[Try it]: Repeat the stretch of entries below from the line with "pub struct MoveRequest" through the line with "can be exercised". Include both ends and add nothing.

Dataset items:
------------------------------

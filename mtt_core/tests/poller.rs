use std::cell::Cell;
use std::time::Duration;

use mtt_core::mocks::ScriptedLink;
use mtt_core::{ConvergencePoller, MoveRequest, MttError, PollOutcome, RegisterMap, RegisterOp, poll};
use mtt_hardware::{CommResult, SimRegisters, SimulatedServo};
use mtt_traits::ManualClock;
use rstest::rstest;

fn request(target: u32, goal_s: u64, slip_s: u64) -> MoveRequest {
    MoveRequest {
        target,
        goal_timeout: Duration::from_secs(goal_s),
        slip_timeout: Duration::from_secs(slip_s),
        moving_threshold: 10,
    }
}

fn servo() -> SimulatedServo {
    SimulatedServo::new(1, SimRegisters::default()).with_torque_enabled(true)
}

#[test]
fn converging_servo_reaches_goal_before_timeouts() {
    let clock = ManualClock::new();
    let mut link = servo().with_slew(64);
    let out = poll(&mut link, clock.clone(), 1, &RegisterMap::default(), request(2617, 2, 1)).unwrap();

    assert_eq!(out, PollOutcome::Reached);
    // 569 counts at 64 per sample: at goal on the 9th sample
    assert_eq!(link.present_reads(), 9);
    assert_eq!(clock.elapsed(), Duration::from_millis(800));
    assert_eq!(link.position(), 2617);
}

#[test]
fn already_at_target_returns_on_first_sample() {
    let clock = ManualClock::new();
    let mut link = servo();
    let out = poll(&mut link, clock.clone(), 1, &RegisterMap::default(), request(2050, 2, 1)).unwrap();
    assert_eq!(out, PollOutcome::Reached);
    assert_eq!(link.present_reads(), 1);
    assert_eq!(clock.sleeps(), 0);
}

#[test]
fn jammed_servo_slips_at_slip_timeout() {
    let clock = ManualClock::new();
    let mut link = servo().jammed();
    let out = poll(&mut link, clock.clone(), 1, &RegisterMap::default(), request(2617, 2, 1)).unwrap();

    assert_eq!(out, PollOutcome::Slipped);
    assert_eq!(clock.elapsed(), Duration::from_millis(1000));
    assert!(clock.elapsed() < Duration::from_secs(2));
    assert_eq!(link.present_reads(), 11);
}

#[test]
fn stalled_servo_times_out_when_slip_exceeds_goal() {
    let clock = ManualClock::new();
    let mut link = servo().jammed();
    let out = poll(&mut link, clock.clone(), 1, &RegisterMap::default(), request(2617, 1, 2)).unwrap();

    assert_eq!(out, PollOutcome::GoalTimedOut);
    assert_eq!(clock.elapsed(), Duration::from_millis(1000));
}

#[test]
fn one_count_per_sample_is_not_progress() {
    let clock = ManualClock::new();
    let mut link = servo().with_slew(1);
    let out = poll(&mut link, clock.clone(), 1, &RegisterMap::default(), request(2617, 2, 1)).unwrap();
    assert_eq!(out, PollOutcome::Slipped);
    assert_eq!(link.position(), 2048 + 11);
}

#[test]
fn slow_but_moving_servo_hits_goal_timeout() {
    let clock = ManualClock::new();
    let mut link = servo().with_slew(10);
    let out = poll(&mut link, clock.clone(), 1, &RegisterMap::default(), request(2617, 1, 1)).unwrap();
    assert_eq!(out, PollOutcome::GoalTimedOut);
    assert_eq!(link.present_reads(), 11);
}

#[rstest]
#[case::rx_timeout(CommResult::RxTimeout, -3001)]
#[case::rx_corrupt(CommResult::RxCorrupt, -3002)]
#[case::tx_fail(CommResult::TxFail, -1001)]
fn read_failure_stops_sampling(#[case] result: CommResult, #[case] code: i32) {
    let clock = ManualClock::new();
    let mut link = servo().fail_after_reads(3, result);
    let err = poll(&mut link, clock.clone(), 1, &RegisterMap::default(), request(2617, 2, 1))
        .unwrap_err();

    match err.downcast_ref::<MttError>() {
        Some(MttError::Comm { op, code: got, .. }) => {
            assert_eq!(*op, RegisterOp::ReadPresentPosition);
            assert_eq!(*got, code);
        }
        other => panic!("unexpected: {other:?}"),
    }
    assert_eq!(link.present_reads(), 4);
    assert_eq!(clock.sleeps(), 3);
}

#[test]
fn goal_write_failure_takes_no_samples() {
    let clock = ManualClock::new();
    let mut link = servo().with_device_error(0x20);
    let err = poll(&mut link, clock.clone(), 1, &RegisterMap::default(), request(2617, 2, 1))
        .unwrap_err();

    match err.downcast_ref::<MttError>() {
        Some(MttError::Device { op, code, message }) => {
            assert_eq!(*op, RegisterOp::WriteGoalPosition);
            assert_eq!(*code, 0x20);
            assert!(message.contains("overload"));
        }
        other => panic!("unexpected: {other:?}"),
    }
    assert_eq!(link.present_reads(), 0);
    assert_eq!(clock.elapsed(), Duration::ZERO);
}

#[test]
fn goal_is_written_before_first_sample() {
    let regs = RegisterMap::default();
    let mut link = ScriptedLink::new(regs.present_position, vec![2617]);
    poll(&mut link, ManualClock::new(), 1, &regs, request(2617, 2, 1)).unwrap();
    assert_eq!(link.writes, vec![(regs.goal_position, 2617)]);
    assert_eq!(link.reads, vec![regs.present_position]);
}

#[test]
fn cancel_check_ends_the_move() {
    let regs = RegisterMap::default();
    let mut link = ScriptedLink::new(regs.present_position, vec![1500, 1600, 1700, 1800, 1900]);
    let checks = Cell::new(0u32);
    let poller = ConvergencePoller::start(&mut link, ManualClock::new(), 1, &regs, request(2617, 2, 1))
        .unwrap()
        .with_cancel(|| {
            checks.set(checks.get() + 1);
            checks.get() >= 3
        });
    assert_eq!(poller.run().unwrap(), PollOutcome::Cancelled);
    assert_eq!(link.present_reads, 3);
}

#[test]
fn idle_cancel_check_leaves_slip_detection_alone() {
    let regs = RegisterMap::default();
    let mut link = ScriptedLink::new(regs.present_position, vec![1500]);
    let poller = ConvergencePoller::start(&mut link, ManualClock::new(), 1, &regs, request(2617, 2, 1))
        .unwrap()
        .with_cancel(|| false);
    assert_eq!(poller.run().unwrap(), PollOutcome::Slipped);
}

#[test]
fn tick_reports_polling_until_done() {
    let regs = RegisterMap::default();
    let mut link = ScriptedLink::new(regs.present_position, vec![2000, 2300, 2612]);
    let mut poller =
        ConvergencePoller::start(&mut link, ManualClock::new(), 1, &regs, request(2617, 2, 1)).unwrap();

    assert_eq!(poller.tick().unwrap(), mtt_core::PollStatus::Polling);
    assert_eq!(poller.tick().unwrap(), mtt_core::PollStatus::Polling);
    assert_eq!(
        poller.tick().unwrap(),
        mtt_core::PollStatus::Done(PollOutcome::Reached)
    );
    assert_eq!(poller.samples(), 3);
    assert_eq!(poller.state().last_position(), Some(2612));
}
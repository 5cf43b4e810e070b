//! Bounded convergence poller.
//!
//! After the goal position is written, the present position is sampled once
//! per [`TICK`] until one of the terminal outcomes holds. Two clocks run
//! independently:
//!
//! - the **goal clock** starts when the goal is written and bounds the whole
//!   move;
//! - the **slip clock** starts at the first sample and restarts whenever the
//!   position moves by more than [`MOTION_EPSILON`] counts between samples.
//!
//! Per tick the checks run in a fixed order: slip, goal, cancel, proximity.
//! A timeout seen on the same tick the target is reached still wins.

use std::fmt;
use std::time::{Duration, Instant};

use mtt_traits::{ActuatorLink, Clock, Register};

use crate::config::RegisterMap;
use crate::error::{RegisterOp, Result};
use crate::link::{read_reg, write_reg};

/// Sampling interval. Fixed.
pub const TICK: Duration = Duration::from_millis(100);
/// Largest sample-to-sample change still treated as standing still.
pub const MOTION_EPSILON: u32 = 1;

/// Terminal result of one poll.
#[derive(Debug, Clone, Copy, PartialEq, Eq)]
pub enum PollOutcome {
    Reached,
    GoalTimedOut,
    Slipped,
    /// Only produced when a cancel check is installed.
    Cancelled,
}

impl PollOutcome {
    /// Stable identifier for structured output.
    pub const fn name(self) -> &'static str {
        match self {
            PollOutcome::Reached => "Reached",
            PollOutcome::GoalTimedOut => "GoalTimedOut",
            PollOutcome::Slipped => "Slipped",
            PollOutcome::Cancelled => "Cancelled",
        }
    }
}

impl fmt::Display for PollOutcome {
    fn fmt(&self, f: &mut fmt::Formatter<'_>) -> fmt::Result {
        let s = match self {
            PollOutcome::Reached => "goal reached",
            PollOutcome::GoalTimedOut => "goal timeout expired",
            PollOutcome::Slipped => "motor slipped",
            PollOutcome::Cancelled => "cancelled",
        };
        f.write_str(s)
    }
}

/// One move-to-target operation. Immutable once polling starts.
#[derive(Debug, Clone, Copy, PartialEq, Eq)]
pub struct MoveRequest {
    /// Goal position in raw counts.
    pub target: u32,
    pub goal_timeout: Duration,
    pub slip_timeout: Duration,
    /// Raw-count tolerance for "at target".
    pub moving_threshold: u32,
}

impl MoveRequest {
    #[inline]
    pub fn is_at_target(&self, position: u32) -> bool {
        self.target.abs_diff(position) <= self.moving_threshold
    }
}

/// Result of a single tick.
#[derive(Debug, Clone, Copy, PartialEq, Eq)]
pub enum PollStatus {
    Polling,
    Done(PollOutcome),
}

#[inline]
fn whole_ms(d: Duration) -> u64 {
    u64::try_from(d.as_millis()).unwrap_or(u64::MAX)
}

/// Per-move bookkeeping. Times are milliseconds since the poller's epoch.
///
/// Pure: no I/O and no clock access, so the tick logic can be exercised
/// directly.
#[derive(Debug, Clone, Copy, PartialEq, Eq)]
pub struct PollState {
    last_position: Option<u32>,
    goal_clock_start_ms: u64,
    slip_clock_start_ms: u64,
}

impl PollState {
    pub fn new(goal_clock_start_ms: u64) -> Self {
        Self {
            last_position: None,
            goal_clock_start_ms,
            // overwritten by the first sample
            slip_clock_start_ms: goal_clock_start_ms,
        }
    }

    pub fn last_position(&self) -> Option<u32> {
        self.last_position
    }

    pub fn slip_clock_start_ms(&self) -> u64 {
        self.slip_clock_start_ms
    }

    /// Fold in a sample taken at `now_ms`.
    pub fn record(&mut self, current: u32, now_ms: u64) {
        match self.last_position {
            None => self.slip_clock_start_ms = now_ms,
            Some(last) if last.abs_diff(current) > MOTION_EPSILON => {
                self.slip_clock_start_ms = now_ms;
            }
            Some(_) => {}
        }
        self.last_position = Some(current);
    }

    /// Evaluate the tick at time `t_ms` for the latest sample `current`.
    pub fn evaluate(
        &self,
        current: u32,
        t_ms: u64,
        cancelled: bool,
        request: &MoveRequest,
    ) -> PollStatus {
        if t_ms.saturating_sub(self.slip_clock_start_ms) >= whole_ms(request.slip_timeout) {
            return PollStatus::Done(PollOutcome::Slipped);
        }
        if t_ms.saturating_sub(self.goal_clock_start_ms) >= whole_ms(request.goal_timeout) {
            return PollStatus::Done(PollOutcome::GoalTimedOut);
        }
        if cancelled {
            return PollStatus::Done(PollOutcome::Cancelled);
        }
        if request.is_at_target(current) {
            return PollStatus::Done(PollOutcome::Reached);
        }
        PollStatus::Polling
    }
}

/// Drives one move on `link` to a terminal [`PollOutcome`].
pub struct ConvergencePoller<'a, L: ActuatorLink + ?Sized, C: Clock> {
    link: &'a mut L,
    clock: C,
    id: u8,
    present: Register,
    request: MoveRequest,
    epoch: Instant,
    state: PollState,
    samples: u32,
    cancel: Option<Box<dyn Fn() -> bool + 'a>>,
}

impl<L: ActuatorLink + ?Sized, C: Clock> fmt::Debug for ConvergencePoller<'_, L, C> {
    fn fmt(&self, f: &mut fmt::Formatter<'_>) -> fmt::Result {
        f.debug_struct("ConvergencePoller")
            .field("id", &self.id)
            .field("request", &self.request)
            .field("state", &self.state)
            .field("samples", &self.samples)
            .finish()
    }
}

impl<'a, L: ActuatorLink + ?Sized, C: Clock> ConvergencePoller<'a, L, C> {
    /// Write the goal position and start the goal clock.
    ///
    /// A failed write is returned as is; nothing is sampled.
    pub fn start(
        link: &'a mut L,
        clock: C,
        id: u8,
        regs: &RegisterMap,
        request: MoveRequest,
    ) -> Result<Self> {
        write_reg(
            link,
            id,
            regs.goal_position,
            request.target,
            RegisterOp::WriteGoalPosition,
        )?;
        let epoch = clock.now();
        tracing::info!(
            id,
            target = request.target,
            goal_timeout_ms = whole_ms(request.goal_timeout),
            slip_timeout_ms = whole_ms(request.slip_timeout),
            threshold = request.moving_threshold,
            "move start"
        );
        Ok(Self {
            link,
            clock,
            id,
            present: regs.present_position,
            request,
            epoch,
            state: PollState::new(0),
            samples: 0,
            cancel: None,
        })
    }

    /// Install an external cancel check, evaluated after the timeout checks.
    pub fn with_cancel(mut self, cancel: impl Fn() -> bool + 'a) -> Self {
        self.cancel = Some(Box::new(cancel));
        self
    }

    pub fn request(&self) -> &MoveRequest {
        &self.request
    }

    pub fn state(&self) -> &PollState {
        &self.state
    }

    /// Present-position samples taken so far.
    pub fn samples(&self) -> u32 {
        self.samples
    }

    /// Take one sample and decide. Does not sleep.
    pub fn tick(&mut self) -> Result<PollStatus> {
        let current = read_reg(
            self.link,
            self.id,
            self.present,
            RegisterOp::ReadPresentPosition,
        )?;
        self.samples = self.samples.saturating_add(1);
        self.state.record(current, self.clock.ms_since(self.epoch));

        let t = self.clock.ms_since(self.epoch);
        let cancelled = self.cancel.as_ref().is_some_and(|c| c());
        let status = self.state.evaluate(current, t, cancelled, &self.request);
        tracing::debug!(
            sample = self.samples,
            present = current,
            target = self.request.target,
            slip_ms = t.saturating_sub(self.state.slip_clock_start_ms()),
            goal_ms = t,
            "poll sample"
        );
        Ok(status)
    }

    /// Tick until a terminal outcome, sleeping [`TICK`] between samples.
    pub fn run(mut self) -> Result<PollOutcome> {
        loop {
            match self.tick()? {
                PollStatus::Polling => self.clock.sleep(TICK),
                PollStatus::Done(outcome) => {
                    tracing::info!(
                        id = self.id,
                        outcome = outcome.name(),
                        samples = self.samples,
                        elapsed_ms = self.clock.ms_since(self.epoch),
                        last_position = self.state.last_position(),
                        "move finished"
                    );
                    return Ok(outcome);
                }
            }
        }
    }
}

/// Issue `request` on servo `id` and block until it settles, times out or
/// slips.
pub fn poll<L: ActuatorLink + ?Sized, C: Clock>(
    link: &mut L,
    clock: C,
    id: u8,
    regs: &RegisterMap,
    request: MoveRequest,
) -> Result<PollOutcome> {
    ConvergencePoller::start(link, clock, id, regs, request)?.run()
}
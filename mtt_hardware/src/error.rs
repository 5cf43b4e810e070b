use std::fmt;

use thiserror::Error;

/// Transport-level result of a register transaction, numbered like the
/// vendor SDK so diagnostics match what bench operators already know.
#[derive(Debug, Clone, Copy, PartialEq, Eq)]
pub enum CommResult {
    PortBusy,
    TxFail,
    RxFail,
    TxError,
    RxWaiting,
    RxTimeout,
    RxCorrupt,
    NotAvailable,
}

impl CommResult {
    pub const fn code(self) -> i32 {
        match self {
            CommResult::PortBusy => -1000,
            CommResult::TxFail => -1001,
            CommResult::RxFail => -1002,
            CommResult::TxError => -2000,
            CommResult::RxWaiting => -3000,
            CommResult::RxTimeout => -3001,
            CommResult::RxCorrupt => -3002,
            CommResult::NotAvailable => -9000,
        }
    }

    pub const fn description(self) -> &'static str {
        match self {
            CommResult::PortBusy => "port is in use",
            CommResult::TxFail => "failed to transmit instruction packet",
            CommResult::RxFail => "failed to get status packet from device",
            CommResult::TxError => "incorrect instruction packet",
            CommResult::RxWaiting => "still receiving status packet",
            CommResult::RxTimeout => "there is no status packet",
            CommResult::RxCorrupt => "incorrect status packet",
            CommResult::NotAvailable => "protocol does not support this function",
        }
    }
}

impl fmt::Display for CommResult {
    fn fmt(&self, f: &mut fmt::Formatter<'_>) -> fmt::Result {
        f.write_str(self.description())
    }
}

/// Bits of the Protocol 1.0 status-packet error byte, lowest bit first.
const DEVICE_ERROR_BITS: [&str; 7] = [
    "input voltage error",
    "angle limit error",
    "overheating error",
    "out of range error",
    "checksum error",
    "overload error",
    "instruction code error",
];

/// Error byte reported by the servo in its status packet.
#[derive(Debug, Clone, Copy, PartialEq, Eq)]
pub struct DeviceFault(pub u8);

impl DeviceFault {
    pub const fn code(self) -> u8 {
        self.0
    }

    /// Names of the bits set in the error byte.
    pub fn flags(self) -> Vec<&'static str> {
        DEVICE_ERROR_BITS
            .iter()
            .enumerate()
            .filter(|(bit, _)| self.0 & (1 << bit) != 0)
            .map(|(_, name)| *name)
            .collect()
    }
}

impl fmt::Display for DeviceFault {
    fn fmt(&self, f: &mut fmt::Formatter<'_>) -> fmt::Result {
        let flags = self.flags();
        if flags.is_empty() {
            write!(f, "unknown device error 0x{:02x}", self.0)
        } else {
            f.write_str(&flags.join(", "))
        }
    }
}

#[derive(Debug, Error)]
pub enum LinkFault {
    #[error("comm result {}: {}", .0.code(), .0)]
    Comm(CommResult),
    #[error("device error {}: {}", .0.code(), .0)]
    Device(DeviceFault),
    #[error("failed to open port {port}: {reason}")]
    Open { port: String, reason: String },
    #[error("link closed")]
    Closed,
    #[error("io: {0}")]
    Io(#[from] std::io::Error),
}

pub type Result<T> = std::result::Result<T, LinkFault>;

#[cfg(test)]
mod tests {
    use super::*;

    #[test]
    fn device_fault_names_every_set_bit() {
        let f = DeviceFault(0b0010_0100);
        assert_eq!(f.flags(), vec!["overheating error", "overload error"]);
        assert_eq!(f.to_string(), "overheating error, overload error");
    }

    #[test]
    fn comm_display_carries_sdk_code() {
        let e = LinkFault::Comm(CommResult::RxTimeout);
        assert_eq!(e.to_string(), "comm result -3001: there is no status packet");
    }
}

------------------------------

[Result below]:
pub struct MoveRequest {
    /// Goal position in raw counts.
    pub target: u32,
    pub goal_timeout: Duration,
    pub slip_timeout: Duration,
    /// Raw-count tolerance for "at target".
    pub moving_threshold: u32,
}

impl MoveRequest {
    #[inline]
    pub fn is_at_target(&self, position: u32) -> bool {
        self.target.abs_diff(position) <= self.moving_threshold
    }
}

/// Result of a single tick.
#[derive(Debug, Clone, Copy, PartialEq, Eq)]
pub enum PollStatus {
    Polling,
    Done(PollOutcome),
}

#[inline]
fn whole_ms(d: Duration) -> u64 {
    u64::try_from(d.as_millis()).unwrap_or(u64::MAX)
}

/// Per-move bookkeeping. Times are milliseconds since the poller's epoch.
///
/// Pure: no I/O and no clock access, so the tick logic can be exercised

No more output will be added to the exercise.